● What is required:
Copy, exactly and without additions, every line in the records below from the one holding "assert!(!reopened.is_closed());" through the one holding "let err = registry", both ends included.
<<<<
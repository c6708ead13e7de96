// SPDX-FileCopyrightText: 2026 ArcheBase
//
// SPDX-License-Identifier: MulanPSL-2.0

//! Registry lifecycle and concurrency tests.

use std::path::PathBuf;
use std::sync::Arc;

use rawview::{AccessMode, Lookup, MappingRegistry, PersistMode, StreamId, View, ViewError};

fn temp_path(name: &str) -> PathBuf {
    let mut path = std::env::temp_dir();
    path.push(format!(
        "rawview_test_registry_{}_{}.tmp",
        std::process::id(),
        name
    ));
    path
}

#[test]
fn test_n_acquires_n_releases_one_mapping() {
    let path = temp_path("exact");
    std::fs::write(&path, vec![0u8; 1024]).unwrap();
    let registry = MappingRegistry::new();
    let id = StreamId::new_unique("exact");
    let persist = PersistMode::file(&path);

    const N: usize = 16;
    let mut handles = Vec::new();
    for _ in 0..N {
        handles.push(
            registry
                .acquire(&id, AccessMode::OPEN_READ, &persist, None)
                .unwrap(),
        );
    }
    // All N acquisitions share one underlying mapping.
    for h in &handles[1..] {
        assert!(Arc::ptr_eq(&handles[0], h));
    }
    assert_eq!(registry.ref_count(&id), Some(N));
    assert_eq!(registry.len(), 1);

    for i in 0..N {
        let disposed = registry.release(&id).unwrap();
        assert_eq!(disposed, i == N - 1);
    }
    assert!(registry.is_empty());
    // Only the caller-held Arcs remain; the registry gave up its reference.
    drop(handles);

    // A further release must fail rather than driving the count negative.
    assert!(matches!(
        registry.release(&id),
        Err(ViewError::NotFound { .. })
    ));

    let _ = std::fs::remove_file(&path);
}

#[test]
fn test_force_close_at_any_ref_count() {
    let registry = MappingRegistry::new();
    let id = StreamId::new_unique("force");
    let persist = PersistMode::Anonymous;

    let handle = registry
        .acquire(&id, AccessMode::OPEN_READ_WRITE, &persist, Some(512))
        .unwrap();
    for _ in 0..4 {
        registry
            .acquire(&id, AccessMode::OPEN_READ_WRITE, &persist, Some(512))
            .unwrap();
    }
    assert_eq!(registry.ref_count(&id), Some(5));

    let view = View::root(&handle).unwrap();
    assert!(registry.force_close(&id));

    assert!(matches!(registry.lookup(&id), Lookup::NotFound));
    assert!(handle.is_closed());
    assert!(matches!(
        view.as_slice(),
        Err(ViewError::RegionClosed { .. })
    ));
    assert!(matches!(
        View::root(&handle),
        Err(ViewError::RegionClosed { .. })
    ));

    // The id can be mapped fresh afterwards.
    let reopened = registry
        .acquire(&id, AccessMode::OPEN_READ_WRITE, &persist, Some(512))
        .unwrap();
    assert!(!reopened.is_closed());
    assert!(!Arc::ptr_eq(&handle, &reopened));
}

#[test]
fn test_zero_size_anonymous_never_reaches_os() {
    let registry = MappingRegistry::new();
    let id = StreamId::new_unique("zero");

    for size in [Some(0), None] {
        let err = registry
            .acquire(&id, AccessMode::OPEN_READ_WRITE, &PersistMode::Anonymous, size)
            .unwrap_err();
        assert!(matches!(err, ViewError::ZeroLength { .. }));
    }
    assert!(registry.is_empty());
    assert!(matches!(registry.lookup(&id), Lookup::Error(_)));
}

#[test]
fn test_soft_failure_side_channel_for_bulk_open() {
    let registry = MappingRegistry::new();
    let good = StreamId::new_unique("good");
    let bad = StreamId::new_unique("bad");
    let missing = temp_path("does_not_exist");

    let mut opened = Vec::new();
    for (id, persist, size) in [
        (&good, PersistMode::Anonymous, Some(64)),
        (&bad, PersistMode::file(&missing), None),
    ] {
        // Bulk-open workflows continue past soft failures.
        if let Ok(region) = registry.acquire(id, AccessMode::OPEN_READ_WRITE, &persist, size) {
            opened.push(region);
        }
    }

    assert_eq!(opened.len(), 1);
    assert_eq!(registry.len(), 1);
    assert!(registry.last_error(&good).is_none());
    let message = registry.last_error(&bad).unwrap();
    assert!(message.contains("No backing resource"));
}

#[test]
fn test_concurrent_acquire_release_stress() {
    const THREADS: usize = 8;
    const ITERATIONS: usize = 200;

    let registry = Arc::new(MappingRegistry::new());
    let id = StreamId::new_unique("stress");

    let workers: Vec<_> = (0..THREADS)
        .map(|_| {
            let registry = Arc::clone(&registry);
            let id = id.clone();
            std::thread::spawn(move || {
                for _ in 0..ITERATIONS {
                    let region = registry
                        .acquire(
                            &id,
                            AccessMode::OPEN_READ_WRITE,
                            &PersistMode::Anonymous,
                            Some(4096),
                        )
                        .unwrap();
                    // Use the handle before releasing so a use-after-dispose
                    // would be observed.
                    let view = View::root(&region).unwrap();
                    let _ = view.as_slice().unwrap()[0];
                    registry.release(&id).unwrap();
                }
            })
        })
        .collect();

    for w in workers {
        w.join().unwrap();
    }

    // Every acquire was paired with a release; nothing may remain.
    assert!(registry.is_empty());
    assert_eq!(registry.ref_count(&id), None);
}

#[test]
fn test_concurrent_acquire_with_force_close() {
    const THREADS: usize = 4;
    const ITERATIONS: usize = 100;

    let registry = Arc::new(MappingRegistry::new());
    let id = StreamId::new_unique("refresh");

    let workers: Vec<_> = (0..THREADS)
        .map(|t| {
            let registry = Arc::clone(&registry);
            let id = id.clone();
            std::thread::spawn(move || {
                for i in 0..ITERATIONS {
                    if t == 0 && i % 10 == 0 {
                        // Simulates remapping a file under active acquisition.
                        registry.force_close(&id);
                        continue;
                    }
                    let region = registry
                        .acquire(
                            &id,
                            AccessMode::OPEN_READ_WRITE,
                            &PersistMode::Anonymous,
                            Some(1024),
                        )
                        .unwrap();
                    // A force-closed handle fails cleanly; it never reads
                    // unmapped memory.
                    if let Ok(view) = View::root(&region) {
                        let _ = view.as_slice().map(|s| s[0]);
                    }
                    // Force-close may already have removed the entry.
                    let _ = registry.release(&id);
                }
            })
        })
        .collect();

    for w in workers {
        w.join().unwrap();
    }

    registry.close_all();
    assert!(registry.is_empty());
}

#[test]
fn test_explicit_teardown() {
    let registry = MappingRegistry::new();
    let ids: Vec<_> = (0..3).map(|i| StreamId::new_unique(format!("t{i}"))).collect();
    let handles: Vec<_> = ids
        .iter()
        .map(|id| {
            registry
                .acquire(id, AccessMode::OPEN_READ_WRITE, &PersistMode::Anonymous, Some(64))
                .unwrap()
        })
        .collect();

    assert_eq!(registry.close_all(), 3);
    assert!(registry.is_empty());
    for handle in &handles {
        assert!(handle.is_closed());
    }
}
>>>>
<<<<
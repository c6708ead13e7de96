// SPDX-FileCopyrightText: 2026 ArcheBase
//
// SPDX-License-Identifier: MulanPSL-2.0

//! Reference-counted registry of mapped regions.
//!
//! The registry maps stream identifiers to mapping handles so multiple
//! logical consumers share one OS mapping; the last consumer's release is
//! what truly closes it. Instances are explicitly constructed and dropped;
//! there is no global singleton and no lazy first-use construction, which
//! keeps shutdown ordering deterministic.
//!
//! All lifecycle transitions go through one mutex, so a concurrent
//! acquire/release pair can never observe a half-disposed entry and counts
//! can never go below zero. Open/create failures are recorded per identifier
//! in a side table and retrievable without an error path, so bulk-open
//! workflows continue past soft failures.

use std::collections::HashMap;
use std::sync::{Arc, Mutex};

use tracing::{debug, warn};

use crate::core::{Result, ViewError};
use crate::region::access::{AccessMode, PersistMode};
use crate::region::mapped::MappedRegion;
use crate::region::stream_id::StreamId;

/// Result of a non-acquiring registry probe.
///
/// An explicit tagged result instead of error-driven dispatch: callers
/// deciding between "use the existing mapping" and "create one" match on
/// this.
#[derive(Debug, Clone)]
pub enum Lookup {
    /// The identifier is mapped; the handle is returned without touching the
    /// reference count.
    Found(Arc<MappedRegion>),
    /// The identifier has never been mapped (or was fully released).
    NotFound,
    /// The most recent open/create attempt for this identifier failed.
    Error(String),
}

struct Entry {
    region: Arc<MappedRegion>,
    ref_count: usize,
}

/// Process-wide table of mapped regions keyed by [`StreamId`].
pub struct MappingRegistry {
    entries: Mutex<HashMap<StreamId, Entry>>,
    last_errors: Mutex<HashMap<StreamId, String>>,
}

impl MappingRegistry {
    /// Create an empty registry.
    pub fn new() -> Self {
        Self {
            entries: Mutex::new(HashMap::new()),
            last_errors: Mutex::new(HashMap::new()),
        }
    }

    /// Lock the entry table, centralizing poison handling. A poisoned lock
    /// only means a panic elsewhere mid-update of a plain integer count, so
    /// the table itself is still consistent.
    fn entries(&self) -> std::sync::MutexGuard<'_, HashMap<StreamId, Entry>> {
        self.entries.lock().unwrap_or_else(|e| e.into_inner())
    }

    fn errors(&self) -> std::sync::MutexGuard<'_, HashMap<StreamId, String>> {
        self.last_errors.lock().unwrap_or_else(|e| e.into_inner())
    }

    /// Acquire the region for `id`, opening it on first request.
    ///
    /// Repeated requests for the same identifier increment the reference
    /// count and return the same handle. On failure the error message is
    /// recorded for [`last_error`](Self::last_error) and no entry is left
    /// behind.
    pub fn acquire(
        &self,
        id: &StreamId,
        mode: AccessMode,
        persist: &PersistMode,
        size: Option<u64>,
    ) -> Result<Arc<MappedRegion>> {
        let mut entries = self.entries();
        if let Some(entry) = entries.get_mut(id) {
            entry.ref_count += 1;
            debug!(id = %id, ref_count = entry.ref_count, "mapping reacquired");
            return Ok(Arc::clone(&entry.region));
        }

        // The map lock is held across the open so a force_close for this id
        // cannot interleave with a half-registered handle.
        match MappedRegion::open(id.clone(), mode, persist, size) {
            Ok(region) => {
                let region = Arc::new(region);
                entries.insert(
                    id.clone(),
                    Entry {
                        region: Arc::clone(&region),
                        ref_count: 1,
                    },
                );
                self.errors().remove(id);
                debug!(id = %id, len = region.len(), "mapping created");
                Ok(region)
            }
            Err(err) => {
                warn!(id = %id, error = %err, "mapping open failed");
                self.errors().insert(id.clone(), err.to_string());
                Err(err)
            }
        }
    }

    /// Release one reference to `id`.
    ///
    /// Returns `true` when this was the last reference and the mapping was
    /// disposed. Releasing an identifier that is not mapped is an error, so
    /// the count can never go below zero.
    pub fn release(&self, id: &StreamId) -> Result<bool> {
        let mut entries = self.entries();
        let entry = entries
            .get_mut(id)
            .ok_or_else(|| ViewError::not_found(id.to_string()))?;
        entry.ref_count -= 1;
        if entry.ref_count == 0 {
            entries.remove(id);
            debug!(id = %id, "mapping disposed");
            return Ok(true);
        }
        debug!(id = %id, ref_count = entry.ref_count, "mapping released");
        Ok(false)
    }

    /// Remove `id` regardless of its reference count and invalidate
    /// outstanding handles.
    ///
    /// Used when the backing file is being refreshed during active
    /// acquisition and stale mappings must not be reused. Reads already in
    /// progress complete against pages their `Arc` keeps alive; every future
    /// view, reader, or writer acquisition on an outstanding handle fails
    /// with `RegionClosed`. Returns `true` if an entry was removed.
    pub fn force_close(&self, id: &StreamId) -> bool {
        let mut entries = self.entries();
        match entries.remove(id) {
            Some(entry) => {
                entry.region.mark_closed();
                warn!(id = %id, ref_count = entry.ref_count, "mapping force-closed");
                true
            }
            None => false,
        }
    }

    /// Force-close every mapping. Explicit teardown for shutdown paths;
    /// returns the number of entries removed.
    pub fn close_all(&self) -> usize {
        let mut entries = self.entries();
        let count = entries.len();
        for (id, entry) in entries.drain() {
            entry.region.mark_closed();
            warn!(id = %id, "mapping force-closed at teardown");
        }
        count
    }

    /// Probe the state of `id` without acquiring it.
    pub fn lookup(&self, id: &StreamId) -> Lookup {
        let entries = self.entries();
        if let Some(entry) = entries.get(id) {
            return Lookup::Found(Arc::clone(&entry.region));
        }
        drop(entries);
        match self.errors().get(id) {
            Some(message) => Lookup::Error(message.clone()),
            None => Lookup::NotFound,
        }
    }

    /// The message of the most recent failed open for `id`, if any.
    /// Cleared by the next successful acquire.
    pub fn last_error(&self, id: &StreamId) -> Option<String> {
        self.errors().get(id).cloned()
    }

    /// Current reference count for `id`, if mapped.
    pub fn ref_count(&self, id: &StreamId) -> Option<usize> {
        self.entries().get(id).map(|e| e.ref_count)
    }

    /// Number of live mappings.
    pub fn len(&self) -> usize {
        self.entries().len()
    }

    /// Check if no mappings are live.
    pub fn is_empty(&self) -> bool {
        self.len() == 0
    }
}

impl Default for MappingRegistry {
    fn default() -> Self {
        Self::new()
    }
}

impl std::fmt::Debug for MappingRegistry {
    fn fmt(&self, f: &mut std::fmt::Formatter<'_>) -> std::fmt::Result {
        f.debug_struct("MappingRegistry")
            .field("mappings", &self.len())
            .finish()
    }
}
>>>>
<<<<
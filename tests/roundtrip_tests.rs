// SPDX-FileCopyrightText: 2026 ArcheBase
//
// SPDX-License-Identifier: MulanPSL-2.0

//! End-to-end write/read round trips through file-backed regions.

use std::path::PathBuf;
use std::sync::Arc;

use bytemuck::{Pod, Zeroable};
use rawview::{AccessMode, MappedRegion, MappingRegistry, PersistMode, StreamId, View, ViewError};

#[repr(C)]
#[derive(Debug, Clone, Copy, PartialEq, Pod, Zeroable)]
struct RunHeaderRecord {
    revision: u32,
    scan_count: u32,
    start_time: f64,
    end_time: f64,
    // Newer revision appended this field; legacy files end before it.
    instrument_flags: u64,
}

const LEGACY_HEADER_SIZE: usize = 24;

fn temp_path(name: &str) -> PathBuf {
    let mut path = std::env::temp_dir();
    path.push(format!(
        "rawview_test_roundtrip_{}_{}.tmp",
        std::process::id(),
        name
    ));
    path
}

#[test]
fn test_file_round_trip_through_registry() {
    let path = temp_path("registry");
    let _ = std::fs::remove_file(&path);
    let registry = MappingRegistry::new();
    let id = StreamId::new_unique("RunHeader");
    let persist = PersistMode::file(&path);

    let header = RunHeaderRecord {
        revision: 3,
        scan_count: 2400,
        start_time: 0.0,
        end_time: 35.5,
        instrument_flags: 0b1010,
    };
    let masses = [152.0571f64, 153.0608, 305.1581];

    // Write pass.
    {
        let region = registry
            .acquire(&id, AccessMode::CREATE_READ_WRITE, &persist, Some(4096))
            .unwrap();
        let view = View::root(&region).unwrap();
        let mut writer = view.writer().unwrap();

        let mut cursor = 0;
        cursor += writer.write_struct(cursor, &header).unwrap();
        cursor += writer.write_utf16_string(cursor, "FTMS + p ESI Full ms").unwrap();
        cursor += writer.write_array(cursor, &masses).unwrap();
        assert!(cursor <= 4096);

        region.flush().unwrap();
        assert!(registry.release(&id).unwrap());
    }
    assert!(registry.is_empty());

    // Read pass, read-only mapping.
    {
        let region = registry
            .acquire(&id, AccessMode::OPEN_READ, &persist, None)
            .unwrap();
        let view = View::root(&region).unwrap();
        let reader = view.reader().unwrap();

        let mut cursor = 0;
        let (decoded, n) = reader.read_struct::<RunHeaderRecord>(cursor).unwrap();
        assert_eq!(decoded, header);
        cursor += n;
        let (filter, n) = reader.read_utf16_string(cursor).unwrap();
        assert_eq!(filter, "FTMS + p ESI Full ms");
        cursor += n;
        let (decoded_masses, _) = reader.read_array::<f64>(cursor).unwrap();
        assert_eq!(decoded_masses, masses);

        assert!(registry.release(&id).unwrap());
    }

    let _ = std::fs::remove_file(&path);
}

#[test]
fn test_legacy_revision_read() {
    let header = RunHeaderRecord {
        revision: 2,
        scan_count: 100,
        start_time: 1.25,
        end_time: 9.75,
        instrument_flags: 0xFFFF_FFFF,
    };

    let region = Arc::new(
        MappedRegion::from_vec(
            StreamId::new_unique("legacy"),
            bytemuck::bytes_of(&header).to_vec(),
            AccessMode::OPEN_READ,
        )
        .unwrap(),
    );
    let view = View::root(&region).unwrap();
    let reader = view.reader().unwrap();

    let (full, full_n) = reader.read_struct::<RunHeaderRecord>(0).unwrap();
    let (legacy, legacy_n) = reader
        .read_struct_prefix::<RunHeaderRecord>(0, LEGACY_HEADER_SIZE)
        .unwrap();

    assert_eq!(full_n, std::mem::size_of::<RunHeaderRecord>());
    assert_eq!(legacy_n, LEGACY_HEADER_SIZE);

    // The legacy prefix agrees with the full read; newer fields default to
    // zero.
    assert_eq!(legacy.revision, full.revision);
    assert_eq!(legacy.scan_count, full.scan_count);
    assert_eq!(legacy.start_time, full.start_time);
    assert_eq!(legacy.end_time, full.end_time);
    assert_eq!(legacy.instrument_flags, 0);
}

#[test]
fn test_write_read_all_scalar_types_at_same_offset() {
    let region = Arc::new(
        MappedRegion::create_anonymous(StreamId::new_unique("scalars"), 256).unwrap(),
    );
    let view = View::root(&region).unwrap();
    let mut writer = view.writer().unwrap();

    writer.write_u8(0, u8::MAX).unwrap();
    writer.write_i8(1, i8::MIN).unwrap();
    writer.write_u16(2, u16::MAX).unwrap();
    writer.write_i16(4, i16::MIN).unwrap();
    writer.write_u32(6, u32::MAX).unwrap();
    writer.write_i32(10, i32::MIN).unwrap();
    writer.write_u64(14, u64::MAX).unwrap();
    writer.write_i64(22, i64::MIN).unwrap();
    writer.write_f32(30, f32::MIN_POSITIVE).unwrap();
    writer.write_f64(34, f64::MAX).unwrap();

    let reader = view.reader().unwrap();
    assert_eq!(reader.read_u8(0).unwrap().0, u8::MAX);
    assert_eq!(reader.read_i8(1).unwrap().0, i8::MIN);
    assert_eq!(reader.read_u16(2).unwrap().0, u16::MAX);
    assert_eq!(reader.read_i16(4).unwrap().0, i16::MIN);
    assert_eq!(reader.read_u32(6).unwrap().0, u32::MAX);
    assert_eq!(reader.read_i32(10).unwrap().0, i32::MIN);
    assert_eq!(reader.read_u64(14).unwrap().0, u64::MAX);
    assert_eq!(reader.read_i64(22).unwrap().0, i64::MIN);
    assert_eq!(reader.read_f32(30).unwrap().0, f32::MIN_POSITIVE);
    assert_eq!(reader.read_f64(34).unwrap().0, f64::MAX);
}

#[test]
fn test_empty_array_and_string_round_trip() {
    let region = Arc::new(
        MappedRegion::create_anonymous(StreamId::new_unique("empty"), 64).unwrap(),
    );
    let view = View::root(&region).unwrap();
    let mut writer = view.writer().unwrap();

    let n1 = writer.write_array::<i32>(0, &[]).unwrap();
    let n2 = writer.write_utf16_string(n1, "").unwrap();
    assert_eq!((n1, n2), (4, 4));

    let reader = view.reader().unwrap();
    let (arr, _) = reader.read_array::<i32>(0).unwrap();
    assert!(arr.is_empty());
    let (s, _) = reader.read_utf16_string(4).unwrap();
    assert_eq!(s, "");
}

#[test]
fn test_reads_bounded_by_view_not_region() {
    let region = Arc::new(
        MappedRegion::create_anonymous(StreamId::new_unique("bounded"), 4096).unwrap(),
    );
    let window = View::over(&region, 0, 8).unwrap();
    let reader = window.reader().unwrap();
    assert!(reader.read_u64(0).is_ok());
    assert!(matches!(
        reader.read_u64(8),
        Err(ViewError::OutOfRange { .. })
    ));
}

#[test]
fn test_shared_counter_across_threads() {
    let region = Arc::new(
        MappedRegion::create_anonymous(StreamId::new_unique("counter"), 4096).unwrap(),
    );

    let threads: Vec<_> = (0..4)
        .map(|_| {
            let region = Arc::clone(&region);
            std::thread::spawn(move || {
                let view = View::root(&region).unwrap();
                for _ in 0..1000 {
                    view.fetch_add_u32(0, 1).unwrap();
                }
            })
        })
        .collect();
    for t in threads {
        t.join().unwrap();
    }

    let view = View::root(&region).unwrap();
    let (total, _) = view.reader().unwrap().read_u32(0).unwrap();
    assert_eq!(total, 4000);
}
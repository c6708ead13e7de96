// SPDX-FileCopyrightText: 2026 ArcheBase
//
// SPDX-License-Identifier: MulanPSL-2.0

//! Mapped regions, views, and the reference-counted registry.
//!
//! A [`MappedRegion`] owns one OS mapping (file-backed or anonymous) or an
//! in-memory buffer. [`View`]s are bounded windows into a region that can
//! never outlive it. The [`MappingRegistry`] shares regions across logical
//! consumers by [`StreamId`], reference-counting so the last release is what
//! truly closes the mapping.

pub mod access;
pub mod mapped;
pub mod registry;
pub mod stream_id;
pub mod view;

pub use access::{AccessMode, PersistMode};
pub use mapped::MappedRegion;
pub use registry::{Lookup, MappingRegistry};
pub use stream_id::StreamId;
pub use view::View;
>>>>
● Task response:
    assert!(!reopened.is_closed());
    assert!(!Arc::ptr_eq(&handle, &reopened));
}

#[test]
fn test_zero_size_anonymous_never_reaches_os() {
    let registry = MappingRegistry::new();
    let id = StreamId::new_unique("zero");

    for size in [Some(0), None] {
        let err = registry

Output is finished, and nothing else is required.